> [What to do]
Return the lines below exactly as they appear, please, starting with the first and ending with the one that contains "method's declared return type".
(Data records Opens)
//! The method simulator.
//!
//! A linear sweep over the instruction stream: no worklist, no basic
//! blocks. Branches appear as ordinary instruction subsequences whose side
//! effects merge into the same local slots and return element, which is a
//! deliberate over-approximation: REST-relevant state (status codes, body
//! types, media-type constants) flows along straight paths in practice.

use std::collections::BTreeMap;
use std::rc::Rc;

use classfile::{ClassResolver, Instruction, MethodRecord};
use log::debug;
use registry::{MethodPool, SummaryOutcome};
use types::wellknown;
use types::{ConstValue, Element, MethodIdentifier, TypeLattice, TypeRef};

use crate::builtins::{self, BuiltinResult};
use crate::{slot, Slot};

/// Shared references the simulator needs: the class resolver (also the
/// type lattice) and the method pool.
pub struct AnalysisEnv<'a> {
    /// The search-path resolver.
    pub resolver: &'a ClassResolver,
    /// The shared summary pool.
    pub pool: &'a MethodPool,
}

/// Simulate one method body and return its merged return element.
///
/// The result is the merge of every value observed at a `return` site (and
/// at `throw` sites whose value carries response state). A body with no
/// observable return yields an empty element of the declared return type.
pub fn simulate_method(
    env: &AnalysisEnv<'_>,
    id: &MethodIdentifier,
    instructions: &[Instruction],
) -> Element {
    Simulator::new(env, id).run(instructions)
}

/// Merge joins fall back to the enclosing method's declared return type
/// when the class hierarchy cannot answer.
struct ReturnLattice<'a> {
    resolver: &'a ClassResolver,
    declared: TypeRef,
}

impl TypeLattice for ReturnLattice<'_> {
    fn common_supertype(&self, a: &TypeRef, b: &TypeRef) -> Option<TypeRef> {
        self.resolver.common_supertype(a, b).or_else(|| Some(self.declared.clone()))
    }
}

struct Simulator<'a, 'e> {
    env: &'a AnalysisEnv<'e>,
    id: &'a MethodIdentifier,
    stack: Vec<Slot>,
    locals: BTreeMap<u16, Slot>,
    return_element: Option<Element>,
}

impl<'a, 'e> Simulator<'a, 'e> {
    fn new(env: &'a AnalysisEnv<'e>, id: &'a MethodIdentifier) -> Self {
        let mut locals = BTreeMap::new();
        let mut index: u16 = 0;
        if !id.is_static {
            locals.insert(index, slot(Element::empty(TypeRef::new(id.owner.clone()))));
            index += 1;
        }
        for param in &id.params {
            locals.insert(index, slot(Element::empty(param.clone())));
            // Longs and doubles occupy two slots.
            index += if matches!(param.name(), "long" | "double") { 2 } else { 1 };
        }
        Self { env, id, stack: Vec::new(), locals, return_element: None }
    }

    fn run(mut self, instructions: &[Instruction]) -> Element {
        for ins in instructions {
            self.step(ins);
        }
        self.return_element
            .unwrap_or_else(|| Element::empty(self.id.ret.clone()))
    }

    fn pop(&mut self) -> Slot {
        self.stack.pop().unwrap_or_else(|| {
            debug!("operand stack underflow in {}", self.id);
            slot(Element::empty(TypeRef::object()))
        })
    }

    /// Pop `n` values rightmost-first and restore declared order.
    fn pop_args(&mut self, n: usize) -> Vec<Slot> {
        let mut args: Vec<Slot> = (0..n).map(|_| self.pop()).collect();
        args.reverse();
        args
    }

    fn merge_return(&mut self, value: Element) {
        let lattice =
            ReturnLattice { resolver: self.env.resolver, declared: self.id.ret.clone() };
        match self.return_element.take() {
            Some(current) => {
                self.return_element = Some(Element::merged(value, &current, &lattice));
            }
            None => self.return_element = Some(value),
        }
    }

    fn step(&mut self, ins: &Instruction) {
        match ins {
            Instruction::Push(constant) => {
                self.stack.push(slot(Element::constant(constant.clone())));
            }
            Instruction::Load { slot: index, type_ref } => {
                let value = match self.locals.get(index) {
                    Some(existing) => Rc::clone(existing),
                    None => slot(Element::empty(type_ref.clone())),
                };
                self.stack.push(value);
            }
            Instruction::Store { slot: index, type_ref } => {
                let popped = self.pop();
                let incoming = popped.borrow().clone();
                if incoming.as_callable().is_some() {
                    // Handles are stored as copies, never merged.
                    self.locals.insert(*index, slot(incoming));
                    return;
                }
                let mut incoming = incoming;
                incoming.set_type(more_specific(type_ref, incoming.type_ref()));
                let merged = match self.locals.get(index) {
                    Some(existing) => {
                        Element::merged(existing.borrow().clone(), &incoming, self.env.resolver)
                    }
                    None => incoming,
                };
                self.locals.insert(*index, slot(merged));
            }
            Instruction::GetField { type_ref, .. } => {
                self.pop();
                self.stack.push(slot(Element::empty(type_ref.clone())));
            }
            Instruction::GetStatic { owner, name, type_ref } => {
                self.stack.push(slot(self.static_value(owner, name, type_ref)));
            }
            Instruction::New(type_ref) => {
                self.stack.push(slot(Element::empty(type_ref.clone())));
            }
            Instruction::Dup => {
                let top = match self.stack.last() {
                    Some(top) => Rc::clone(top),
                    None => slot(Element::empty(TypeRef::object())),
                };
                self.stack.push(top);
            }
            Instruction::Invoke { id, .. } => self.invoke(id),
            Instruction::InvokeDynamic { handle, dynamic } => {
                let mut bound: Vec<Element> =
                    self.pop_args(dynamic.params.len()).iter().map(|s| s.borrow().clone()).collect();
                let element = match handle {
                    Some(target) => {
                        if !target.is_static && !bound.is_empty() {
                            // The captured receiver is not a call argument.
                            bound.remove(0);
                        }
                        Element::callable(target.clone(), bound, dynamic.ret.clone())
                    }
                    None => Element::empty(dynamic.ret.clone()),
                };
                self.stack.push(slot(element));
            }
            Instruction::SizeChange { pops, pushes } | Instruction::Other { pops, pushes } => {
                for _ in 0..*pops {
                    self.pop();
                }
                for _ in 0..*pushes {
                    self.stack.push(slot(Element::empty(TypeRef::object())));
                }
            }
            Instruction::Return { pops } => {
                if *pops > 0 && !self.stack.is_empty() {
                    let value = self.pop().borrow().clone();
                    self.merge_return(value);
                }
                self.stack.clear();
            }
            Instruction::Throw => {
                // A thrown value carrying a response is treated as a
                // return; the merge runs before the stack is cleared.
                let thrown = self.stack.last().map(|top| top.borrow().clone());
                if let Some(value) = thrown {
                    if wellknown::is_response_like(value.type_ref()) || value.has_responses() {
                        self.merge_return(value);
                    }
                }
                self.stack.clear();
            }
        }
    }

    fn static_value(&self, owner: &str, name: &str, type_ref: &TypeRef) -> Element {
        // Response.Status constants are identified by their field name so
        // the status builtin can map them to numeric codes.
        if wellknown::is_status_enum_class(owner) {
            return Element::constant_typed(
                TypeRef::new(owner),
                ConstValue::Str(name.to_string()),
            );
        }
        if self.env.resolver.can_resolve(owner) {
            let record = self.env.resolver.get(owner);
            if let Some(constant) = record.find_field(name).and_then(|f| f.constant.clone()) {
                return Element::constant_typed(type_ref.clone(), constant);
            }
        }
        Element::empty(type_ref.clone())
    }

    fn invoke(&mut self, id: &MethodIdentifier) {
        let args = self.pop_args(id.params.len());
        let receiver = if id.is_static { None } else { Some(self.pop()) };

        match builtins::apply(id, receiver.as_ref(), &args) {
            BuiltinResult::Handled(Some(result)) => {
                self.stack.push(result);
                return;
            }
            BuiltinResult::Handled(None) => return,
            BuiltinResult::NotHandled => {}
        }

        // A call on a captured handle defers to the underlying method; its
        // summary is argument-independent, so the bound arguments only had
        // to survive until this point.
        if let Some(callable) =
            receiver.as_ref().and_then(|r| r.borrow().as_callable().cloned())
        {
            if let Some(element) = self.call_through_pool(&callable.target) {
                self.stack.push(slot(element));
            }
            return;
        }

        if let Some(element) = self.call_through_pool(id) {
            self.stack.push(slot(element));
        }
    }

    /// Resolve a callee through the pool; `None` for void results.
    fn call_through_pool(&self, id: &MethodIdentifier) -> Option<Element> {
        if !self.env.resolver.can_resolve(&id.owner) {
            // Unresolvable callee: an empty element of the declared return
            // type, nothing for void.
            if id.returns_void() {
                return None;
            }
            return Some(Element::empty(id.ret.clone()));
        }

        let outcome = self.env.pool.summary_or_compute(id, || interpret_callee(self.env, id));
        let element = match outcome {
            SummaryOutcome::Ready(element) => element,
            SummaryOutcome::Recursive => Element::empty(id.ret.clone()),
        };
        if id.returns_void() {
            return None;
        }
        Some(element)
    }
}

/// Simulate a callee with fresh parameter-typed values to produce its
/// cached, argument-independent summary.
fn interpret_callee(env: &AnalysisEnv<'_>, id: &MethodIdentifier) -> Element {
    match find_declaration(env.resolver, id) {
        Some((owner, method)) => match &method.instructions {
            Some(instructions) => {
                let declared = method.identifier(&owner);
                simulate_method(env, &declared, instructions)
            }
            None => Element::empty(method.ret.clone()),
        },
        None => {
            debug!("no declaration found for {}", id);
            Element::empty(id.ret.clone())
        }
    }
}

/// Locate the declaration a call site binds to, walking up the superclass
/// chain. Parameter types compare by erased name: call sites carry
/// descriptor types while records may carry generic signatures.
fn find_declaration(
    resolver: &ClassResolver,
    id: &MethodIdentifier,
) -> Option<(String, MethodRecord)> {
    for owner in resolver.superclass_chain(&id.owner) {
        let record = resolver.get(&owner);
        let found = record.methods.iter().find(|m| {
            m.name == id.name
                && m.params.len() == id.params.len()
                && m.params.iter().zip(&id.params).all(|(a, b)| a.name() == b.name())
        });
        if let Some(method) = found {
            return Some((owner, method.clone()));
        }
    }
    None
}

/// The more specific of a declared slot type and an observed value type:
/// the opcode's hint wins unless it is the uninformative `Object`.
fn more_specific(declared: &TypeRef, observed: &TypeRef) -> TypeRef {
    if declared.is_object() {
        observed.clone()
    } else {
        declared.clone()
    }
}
(Data records Closes)
> [Answer to this exercise]
//! The method simulator.
//!
//! A linear sweep over the instruction stream: no worklist, no basic
//! blocks. Branches appear as ordinary instruction subsequences whose side
//! effects merge into the same local slots and return element, which is a
//! deliberate over-approximation: REST-relevant state (status codes, body
//! types, media-type constants) flows along straight paths in practice.

use std::collections::BTreeMap;
use std::rc::Rc;

use classfile::{ClassResolver, Instruction, MethodRecord};
use log::debug;
use registry::{MethodPool, SummaryOutcome};
use types::wellknown;
use types::{ConstValue, Element, MethodIdentifier, TypeLattice, TypeRef};

use crate::builtins::{self, BuiltinResult};
use crate::{slot, Slot};

/// Shared references the simulator needs: the class resolver (also the
/// type lattice) and the method pool.
pub struct AnalysisEnv<'a> {
    /// The search-path resolver.
    pub resolver: &'a ClassResolver,
    /// The shared summary pool.
    pub pool: &'a MethodPool,
}

/// Simulate one method body and return its merged return element.
///
/// The result is the merge of every value observed at a `return` site (and
/// at `throw` sites whose value carries response state). A body with no
/// observable return yields an empty element of the declared return type.
pub fn simulate_method(
    env: &AnalysisEnv<'_>,
    id: &MethodIdentifier,
    instructions: &[Instruction],
) -> Element {
    Simulator::new(env, id).run(instructions)
}

/// Merge joins fall back to the enclosing method's declared return type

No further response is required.